Suele
decirse que hay dos tipos de personas: los de playa y los de montaña. Si hay
que elegir una, yo me quedo con el mar y si toca que ser aún más concreto, con
las costas tanzanas. Durante mi estancia en Arusha, al norte de Tanzania, hice
una excursión a Pangani con 4 amigos: una estadounidense, un indonesio, una
singapurense y un chino. Teníamos preparado un safari. Por fin visitaríamos el
Serengueti y el Ngoro-Ngoro; pero el viaje se truncó. Habíamos regateado tanto
que al organizador ya no le salían las cuentas y la noche anterior nos dejó
colgados.
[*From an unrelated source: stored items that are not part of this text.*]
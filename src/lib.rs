//! # Shadowtext - single-player text adventures
//!
//! Shadowtext plays interactive fiction described entirely by data files. A
//! story package is a tree of JSON descriptors (worlds, regions, zones,
//! rooms and items); the engine loads it into a navigable graph and runs a
//! small command language against it.
//!
//! ## Features
//!
//! - **Data-driven worlds**: rooms, exits and items come from JSON files, loaded lazily along the entry chain.
//! - **Saved games**: each game is a copy of a story with its last position recorded after every move.
//! - **Commands**: movement by direction word, `look` and five other senses, `take`/`drop`, `inventory` and a fog-of-war `map`.
//! - **Inventories**: stackable and non-stackable items with quantities that are never created or lost in a transfer.
//!
//! ## Quick Start
//!
//! ```rust,no_run
//! use shadowtext::adventure::{CommandEngine, GameSession};
//!
//! fn main() -> Result<(), shadowtext::adventure::AdventureError> {
//!     let mut session = GameSession::new("data/stories", "data/saves");
//!     let mut engine = CommandEngine::new();
//!
//!     for line in ["new manor my-save", "look", "n", "take all", "inventory"] {
//!         let response = engine.execute(&mut session, line)?;
//!         println!("{}", response.text());
//!     }
//!     Ok(())
//! }
//! ```
//!
//! ## Module Organization
//!
//! - [`adventure`] - loader, world graph, inventories, command engine, saved instances
//! - [`config`] - TOML configuration
//! - [`validation`] - identifier checks for anything that becomes a path
//! - [`logutil`] - single-line log sanitizing

pub mod adventure;
pub mod config;
pub mod logutil;
pub mod validation;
Nos despertamos sin saber qué hacer, cómo aprovechar el puente que
nos eximía de trabajar en el Tribunal Penal Internacional para Ruanda. Le dimos
varias vueltas hasta que en el monitor de nuestro ordenador seleccionamos el
mapa del país… Había una ciudad en la costa; su nombre, Pangani. No lo sabía en
aquel momento, pero aquel pueblo acogía uno de los escenarios más bonitos que
jamás he visto y al que deseo volver pronto.
Improvisamos
una mochila: fuera el camping de
safari y dentro la toalla y el bañador. Llamamos a un taxi y nos plantamos en
la estación de autobuses. Como en todos los intercambiadores de África, el caos
es protagonista. Eran las 11 de la mañana. El autobús estaba a punto de salir.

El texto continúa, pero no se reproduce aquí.